Stored entries:
//! Cache Store Module
//!
//! Main cache engine combining an in-memory HashMap index with a size bound
//! and a flat backing file rewritten on persist.

use std::collections::HashMap;
use std::fs::{self, File};
use std::io::{BufReader, BufWriter, ErrorKind, Write};
use std::path::{Path, PathBuf};

use tracing::{debug, warn};

use crate::cache::persist::{RecordPersister, ResponsePersister};
use crate::cache::record::ResponseRecord;
use crate::cache::stats::CacheStats;
use crate::error::{CacheError, Result};

// == Cache Store ==
/// Persistent record store with a byte-size bound and oldest-first eviction.
///
/// Owns the full record set in memory. The backing file is loaded once at
/// construction and rewritten in full on [`CacheStore::persist`]. Not
/// internally synchronized; callers serialize access (the facade holds the
/// store behind a single mutex).
#[derive(Debug)]
pub struct CacheStore {
    /// Key-to-record index
    records: HashMap<String, ResponseRecord>,
    /// Running sum of live payload sizes in bytes
    total_bytes: u64,
    /// Maximum total payload bytes
    size_limit: u64,
    /// In-memory state has diverged from the on-disk copy
    dirty: bool,
    /// Backing file location
    path: PathBuf,
    /// Wire codec for the backing file
    persister: ResponsePersister,
    /// Performance statistics
    stats: CacheStats,
}

impl CacheStore {
    // == Load ==
    /// Creates a store backed by `path`, loading every record already on disk.
    ///
    /// A missing file yields an empty store. A record that fails to decode
    /// mid-stream truncates the load: every record read before it is kept,
    /// the condition is logged and counted, and no error reaches the caller.
    /// A corrupted cache degrades to a partial cache, never a crash.
    pub fn load(path: impl Into<PathBuf>, size_limit: u64) -> Result<Self> {
        let path = path.into();
        let mut store = Self {
            records: HashMap::new(),
            total_bytes: 0,
            size_limit,
            dirty: false,
            path,
            persister: ResponsePersister,
            stats: CacheStats::new(),
        };

        let file = match File::open(&store.path) {
            Ok(file) => file,
            Err(e) if e.kind() == ErrorKind::NotFound => {
                debug!(path = %store.path.display(), "No backing file, starting empty");
                return Ok(store);
            }
            Err(e) => return Err(e.into()),
        };

        let mut reader = BufReader::new(file);
        loop {
            match store.persister.read(&mut reader) {
                Ok(Some(record)) => {
                    store.total_bytes += record.size_bytes();
                    // Duplicate keys on disk: last record wins
                    if let Some(old) = store.records.insert(record.key.clone(), record) {
                        store.total_bytes -= old.size_bytes();
                    }
                }
                Ok(None) => break,
                Err(CacheError::CorruptRecord(detail)) => {
                    warn!(
                        path = %store.path.display(),
                        loaded = store.records.len(),
                        %detail,
                        "Corrupt record, truncating load"
                    );
                    store.stats.record_corruption();
                    break;
                }
                Err(e) => return Err(e),
            }
        }

        debug!(
            path = %store.path.display(),
            records = store.records.len(),
            bytes = store.total_bytes,
            "Cache loaded"
        );

        // The limit may have been lowered since the file was written
        if store.total_bytes > store.size_limit {
            store.enforce_size_limit(None);
        }

        Ok(store)
    }

    // == Get ==
    /// Looks up a record by key.
    ///
    /// Pure index lookup: no freshness check (freshness is a caller policy
    /// applied to the record's creation time) and no record mutation.
    pub fn get(&mut self, key: &str) -> Option<&ResponseRecord> {
        if self.records.contains_key(key) {
            self.stats.record_hit();
            self.records.get(key)
        } else {
            self.stats.record_miss();
            None
        }
    }

    // == Set ==
    /// Inserts or replaces the record for its key.
    ///
    /// When replacing, the old record's size is released first. If the new
    /// total exceeds the size limit, records are evicted oldest creation
    /// time first, never the record just inserted, until the total is back
    /// within bound. Marks the store dirty.
    ///
    /// Rejects keys containing a newline (the on-disk key terminator) and
    /// payloads larger than the size limit itself, leaving the store
    /// unchanged in both cases.
    pub fn set(&mut self, record: ResponseRecord) -> Result<()> {
        if record.key.contains('\n') {
            return Err(CacheError::InvalidKey(
                "key must not contain a newline".to_string(),
            ));
        }
        if record.size_bytes() > self.size_limit {
            return Err(CacheError::PayloadTooLarge {
                size: record.size_bytes(),
                limit: self.size_limit,
            });
        }

        let key = record.key.clone();
        self.total_bytes += record.size_bytes();
        if let Some(old) = self.records.insert(key.clone(), record) {
            self.total_bytes -= old.size_bytes();
        }
        self.dirty = true;

        if self.total_bytes > self.size_limit {
            self.enforce_size_limit(Some(&key));
        }

        self.stats.set_total_entries(self.records.len());
        Ok(())
    }

    // == Remove ==
    /// Deletes the record for `key` if present.
    ///
    /// Returns whether a record was removed. Removing an absent key is a
    /// successful no-op that leaves the size counter and dirty flag alone.
    pub fn remove(&mut self, key: &str) -> bool {
        match self.records.remove(key) {
            Some(old) => {
                self.total_bytes -= old.size_bytes();
                self.dirty = true;
                self.stats.set_total_entries(self.records.len());
                true
            }
            None => false,
        }
    }

    // == Flush All ==
    /// Clears every record and immediately persists the empty store.
    pub fn flush_all(&mut self) -> Result<()> {
        self.records.clear();
        self.total_bytes = 0;
        self.dirty = true;
        self.stats.set_total_entries(0);
        self.persist()
    }

    // == Persist ==
    /// Rewrites the entire backing file from the in-memory record set.
    ///
    /// On failure the in-memory state remains valid and usable; the on-disk
    /// copy is simply stale or missing until the next successful rewrite.
    pub fn persist(&mut self) -> Result<()> {
        if let Some(parent) = self.path.parent() {
            fs::create_dir_all(parent)?;
        }

        let file = File::create(&self.path)?;
        let mut writer = BufWriter::new(file);

        // Oldest first, so partially-written files favor the records a
        // truncating reload would keep evicting last
        let mut records: Vec<&ResponseRecord> = self.records.values().collect();
        records.sort_by(|a, b| (a.created_at, &a.key).cmp(&(b.created_at, &b.key)));
        for record in records {
            self.persister.write(&mut writer, record)?;
        }
        writer.flush()?;

        self.dirty = false;
        debug!(
            path = %self.path.display(),
            records = self.records.len(),
            bytes = self.total_bytes,
            "Cache persisted"
        );
        Ok(())
    }

    // == Eviction ==
    /// Evicts records, oldest creation time first, until the total size is
    /// within the limit.
    ///
    /// `protect` shields the record just inserted from its own eviction
    /// pass. Ties on creation time break by key so eviction order is
    /// deterministic. Stops as soon as the total is within bound.
    fn enforce_size_limit(&mut self, protect: Option<&str>) {
        while self.total_bytes > self.size_limit {
            let victim = self
                .records
                .values()
                .filter(|r| Some(r.key.as_str()) != protect)
                .min_by(|a, b| (a.created_at, &a.key).cmp(&(b.created_at, &b.key)))
                .map(|r| r.key.clone());

            let Some(victim) = victim else {
                break;
            };
            if let Some(old) = self.records.remove(&victim) {
                self.total_bytes -= old.size_bytes();
                self.dirty = true;
                self.stats.record_eviction();
                debug!(key = %victim, bytes = old.size_bytes(), "Evicted oldest record");
            }
        }
        self.stats.set_total_entries(self.records.len());
    }

    // == Accessors ==
    /// Returns current cache statistics.
    pub fn stats(&self) -> CacheStats {
        let mut stats = self.stats.clone();
        stats.set_total_entries(self.records.len());
        stats.set_total_bytes(self.total_bytes);
        stats
    }

    /// Returns the running total of live payload bytes.
    pub fn total_bytes(&self) -> u64 {
        self.total_bytes
    }

    /// Returns the configured size limit in bytes.
    pub fn size_limit(&self) -> u64 {
        self.size_limit
    }

    /// Changes the size limit, evicting oldest records if the current total
    /// no longer fits.
    pub fn set_size_limit(&mut self, size_limit: u64) {
        self.size_limit = size_limit;
        if self.total_bytes > self.size_limit {
            self.enforce_size_limit(None);
        }
    }

    /// Returns whether in-memory state has unwritten changes.
    pub fn is_dirty(&self) -> bool {
        self.dirty
    }

    /// Returns the backing file location.
    pub fn path(&self) -> &Path {
        &self.path
    }

    /// Returns the current number of records.
    pub fn len(&self) -> usize {
        self.records.len()
    }

    /// Returns true if the store holds no records.
    pub fn is_empty(&self) -> bool {
        self.records.is_empty()
    }
}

### What is being asked:
In the entries above, the lines from the one bearing "store.stats.record_corruption();" up to and including the one bearing "pub fn set(&mut" should be transcribed exactly; no other line is wanted.

### Final answer:
                    store.stats.record_corruption();
                    break;
                }
                Err(e) => return Err(e),
            }
        }

        debug!(
            path = %store.path.display(),
            records = store.records.len(),
            bytes = store.total_bytes,
            "Cache loaded"
        );

        // The limit may have been lowered since the file was written
        if store.total_bytes > store.size_limit {
            store.enforce_size_limit(None);
        }

        Ok(store)
    }

    // == Get ==
    /// Looks up a record by key.
    ///
    /// Pure index lookup: no freshness check (freshness is a caller policy
    /// applied to the record's creation time) and no record mutation.
    pub fn get(&mut self, key: &str) -> Option<&ResponseRecord> {
        if self.records.contains_key(key) {
            self.stats.record_hit();
            self.records.get(key)
        } else {
            self.stats.record_miss();
            None
        }
    }

    // == Set ==
    /// Inserts or replaces the record for its key.
    ///
    /// When replacing, the old record's size is released first. If the new
    /// total exceeds the size limit, records are evicted oldest creation
    /// time first, never the record just inserted, until the total is back
    /// within bound. Marks the store dirty.
    ///
    /// Rejects keys containing a newline (the on-disk key terminator) and
    /// payloads larger than the size limit itself, leaving the store
    /// unchanged in both cases.
    pub fn set(&mut self, record: ResponseRecord) -> Result<()> {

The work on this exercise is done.